[DATASET RECORDS]
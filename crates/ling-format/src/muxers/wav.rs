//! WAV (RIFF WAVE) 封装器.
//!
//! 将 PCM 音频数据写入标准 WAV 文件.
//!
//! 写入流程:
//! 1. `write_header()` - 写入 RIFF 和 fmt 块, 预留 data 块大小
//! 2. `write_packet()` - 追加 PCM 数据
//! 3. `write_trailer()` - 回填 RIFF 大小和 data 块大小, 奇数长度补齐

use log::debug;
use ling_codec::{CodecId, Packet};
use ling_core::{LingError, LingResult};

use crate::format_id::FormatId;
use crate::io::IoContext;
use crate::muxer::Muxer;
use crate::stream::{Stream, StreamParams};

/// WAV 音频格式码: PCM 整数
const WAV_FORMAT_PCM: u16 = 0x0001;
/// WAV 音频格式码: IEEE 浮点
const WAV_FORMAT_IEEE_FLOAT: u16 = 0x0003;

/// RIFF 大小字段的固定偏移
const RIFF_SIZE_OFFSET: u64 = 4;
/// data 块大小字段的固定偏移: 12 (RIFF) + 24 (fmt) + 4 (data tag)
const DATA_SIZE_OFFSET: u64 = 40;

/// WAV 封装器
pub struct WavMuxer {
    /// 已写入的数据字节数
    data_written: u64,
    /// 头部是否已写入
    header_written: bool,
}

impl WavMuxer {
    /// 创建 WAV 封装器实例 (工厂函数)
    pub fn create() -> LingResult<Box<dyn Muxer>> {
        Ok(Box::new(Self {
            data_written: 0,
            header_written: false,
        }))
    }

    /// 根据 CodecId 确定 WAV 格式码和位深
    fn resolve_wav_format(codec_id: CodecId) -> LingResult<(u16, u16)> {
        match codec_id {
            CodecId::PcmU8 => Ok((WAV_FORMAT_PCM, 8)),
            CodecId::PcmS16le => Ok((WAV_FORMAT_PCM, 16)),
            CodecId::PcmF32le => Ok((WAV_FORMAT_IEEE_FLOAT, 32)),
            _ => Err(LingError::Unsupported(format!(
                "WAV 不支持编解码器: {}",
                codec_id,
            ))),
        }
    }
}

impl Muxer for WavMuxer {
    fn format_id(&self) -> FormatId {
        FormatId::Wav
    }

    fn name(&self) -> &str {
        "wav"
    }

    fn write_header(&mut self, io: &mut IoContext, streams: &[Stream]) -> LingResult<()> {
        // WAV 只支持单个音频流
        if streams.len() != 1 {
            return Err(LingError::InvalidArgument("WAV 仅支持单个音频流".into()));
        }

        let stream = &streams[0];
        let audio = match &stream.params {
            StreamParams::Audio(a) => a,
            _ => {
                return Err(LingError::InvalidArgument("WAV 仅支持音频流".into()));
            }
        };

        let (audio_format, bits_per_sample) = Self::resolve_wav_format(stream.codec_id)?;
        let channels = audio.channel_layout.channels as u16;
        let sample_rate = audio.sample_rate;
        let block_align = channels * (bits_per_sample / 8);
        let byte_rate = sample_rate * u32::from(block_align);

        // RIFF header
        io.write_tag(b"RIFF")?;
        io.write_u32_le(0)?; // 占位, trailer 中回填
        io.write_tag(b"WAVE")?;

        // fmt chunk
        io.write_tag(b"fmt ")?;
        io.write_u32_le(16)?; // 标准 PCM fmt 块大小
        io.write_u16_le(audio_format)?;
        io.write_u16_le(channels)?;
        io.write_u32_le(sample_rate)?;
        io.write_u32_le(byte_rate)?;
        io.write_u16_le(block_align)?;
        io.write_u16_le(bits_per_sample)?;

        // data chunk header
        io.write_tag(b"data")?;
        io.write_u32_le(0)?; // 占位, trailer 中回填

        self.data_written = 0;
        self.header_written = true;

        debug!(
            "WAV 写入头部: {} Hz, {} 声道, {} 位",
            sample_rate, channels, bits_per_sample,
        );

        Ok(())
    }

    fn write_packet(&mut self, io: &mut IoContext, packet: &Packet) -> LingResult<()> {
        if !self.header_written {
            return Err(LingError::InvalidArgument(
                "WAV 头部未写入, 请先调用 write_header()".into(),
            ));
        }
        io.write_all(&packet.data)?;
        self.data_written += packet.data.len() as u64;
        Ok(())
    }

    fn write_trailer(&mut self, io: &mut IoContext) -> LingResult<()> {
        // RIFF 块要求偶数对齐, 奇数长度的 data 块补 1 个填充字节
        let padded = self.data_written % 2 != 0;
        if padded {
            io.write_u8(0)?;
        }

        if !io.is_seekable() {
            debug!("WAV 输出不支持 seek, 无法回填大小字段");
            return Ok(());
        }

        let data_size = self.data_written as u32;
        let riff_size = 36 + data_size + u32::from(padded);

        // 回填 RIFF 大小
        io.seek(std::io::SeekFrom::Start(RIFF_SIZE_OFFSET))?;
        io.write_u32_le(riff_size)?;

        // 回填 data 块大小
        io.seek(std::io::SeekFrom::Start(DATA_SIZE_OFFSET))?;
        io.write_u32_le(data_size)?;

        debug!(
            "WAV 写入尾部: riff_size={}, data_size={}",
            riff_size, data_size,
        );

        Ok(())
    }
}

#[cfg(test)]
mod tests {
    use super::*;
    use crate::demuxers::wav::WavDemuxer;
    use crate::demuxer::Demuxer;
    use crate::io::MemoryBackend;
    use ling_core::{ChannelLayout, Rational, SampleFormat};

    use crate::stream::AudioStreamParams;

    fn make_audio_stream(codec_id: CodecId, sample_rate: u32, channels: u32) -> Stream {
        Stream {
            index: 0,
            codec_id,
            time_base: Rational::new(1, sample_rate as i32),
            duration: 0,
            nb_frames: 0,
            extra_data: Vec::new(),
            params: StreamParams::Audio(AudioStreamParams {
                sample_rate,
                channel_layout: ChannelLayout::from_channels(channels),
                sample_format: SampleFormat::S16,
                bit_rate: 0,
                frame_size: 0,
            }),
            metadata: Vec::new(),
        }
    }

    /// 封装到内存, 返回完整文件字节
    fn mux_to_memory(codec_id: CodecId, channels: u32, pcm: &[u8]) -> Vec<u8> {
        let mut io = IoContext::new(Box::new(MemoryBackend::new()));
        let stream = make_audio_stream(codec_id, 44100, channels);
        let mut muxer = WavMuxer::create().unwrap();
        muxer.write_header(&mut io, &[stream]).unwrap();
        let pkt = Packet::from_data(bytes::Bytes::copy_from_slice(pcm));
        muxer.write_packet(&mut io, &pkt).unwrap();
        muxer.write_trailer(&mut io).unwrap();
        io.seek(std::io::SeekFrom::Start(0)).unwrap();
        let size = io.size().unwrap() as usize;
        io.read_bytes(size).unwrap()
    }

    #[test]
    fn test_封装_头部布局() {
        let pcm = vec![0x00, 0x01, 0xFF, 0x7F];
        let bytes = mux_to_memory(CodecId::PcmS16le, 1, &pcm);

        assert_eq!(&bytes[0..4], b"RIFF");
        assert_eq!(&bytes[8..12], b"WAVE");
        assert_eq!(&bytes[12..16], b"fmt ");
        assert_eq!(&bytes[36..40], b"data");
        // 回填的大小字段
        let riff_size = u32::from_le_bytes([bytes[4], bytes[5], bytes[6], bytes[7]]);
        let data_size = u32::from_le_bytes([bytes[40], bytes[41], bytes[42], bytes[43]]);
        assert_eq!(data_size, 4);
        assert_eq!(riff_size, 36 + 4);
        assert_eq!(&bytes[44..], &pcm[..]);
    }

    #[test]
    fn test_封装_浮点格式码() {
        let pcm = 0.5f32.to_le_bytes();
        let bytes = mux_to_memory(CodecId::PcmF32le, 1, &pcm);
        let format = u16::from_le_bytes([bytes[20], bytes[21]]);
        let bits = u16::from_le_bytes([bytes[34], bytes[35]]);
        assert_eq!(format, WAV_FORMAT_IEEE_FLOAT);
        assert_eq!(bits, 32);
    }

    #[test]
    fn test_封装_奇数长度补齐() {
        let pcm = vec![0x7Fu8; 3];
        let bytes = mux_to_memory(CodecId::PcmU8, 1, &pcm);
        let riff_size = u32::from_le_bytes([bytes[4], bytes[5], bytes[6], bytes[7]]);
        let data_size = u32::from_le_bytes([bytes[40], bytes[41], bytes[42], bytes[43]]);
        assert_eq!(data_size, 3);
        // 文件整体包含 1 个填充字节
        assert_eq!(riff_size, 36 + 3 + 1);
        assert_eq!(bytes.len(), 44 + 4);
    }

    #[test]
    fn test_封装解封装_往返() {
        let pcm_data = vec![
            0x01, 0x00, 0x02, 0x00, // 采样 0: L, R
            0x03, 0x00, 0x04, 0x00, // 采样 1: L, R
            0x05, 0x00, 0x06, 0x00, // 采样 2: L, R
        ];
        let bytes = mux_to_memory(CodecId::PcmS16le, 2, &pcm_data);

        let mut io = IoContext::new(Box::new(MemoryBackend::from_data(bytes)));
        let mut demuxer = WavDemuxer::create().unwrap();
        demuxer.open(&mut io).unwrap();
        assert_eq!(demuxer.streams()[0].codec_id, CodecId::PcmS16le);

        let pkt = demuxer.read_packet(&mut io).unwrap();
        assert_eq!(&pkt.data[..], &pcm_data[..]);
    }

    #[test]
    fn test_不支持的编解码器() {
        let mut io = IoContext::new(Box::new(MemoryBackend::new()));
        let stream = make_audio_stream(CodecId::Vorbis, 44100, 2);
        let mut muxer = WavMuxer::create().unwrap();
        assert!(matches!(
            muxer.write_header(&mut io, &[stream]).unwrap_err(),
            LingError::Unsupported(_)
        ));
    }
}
[/DATASET RECORDS]
• WHAT YOU SHOULD DO: Identify each line in the entries with the word "return" and copy it.

• RESPONSE:
            return Err(LingError::InvalidArgument("WAV 仅支持单个音频流".into()));
                return Err(LingError::InvalidArgument("WAV 仅支持音频流".into()));
            return Err(LingError::InvalidArgument(
            return Ok(());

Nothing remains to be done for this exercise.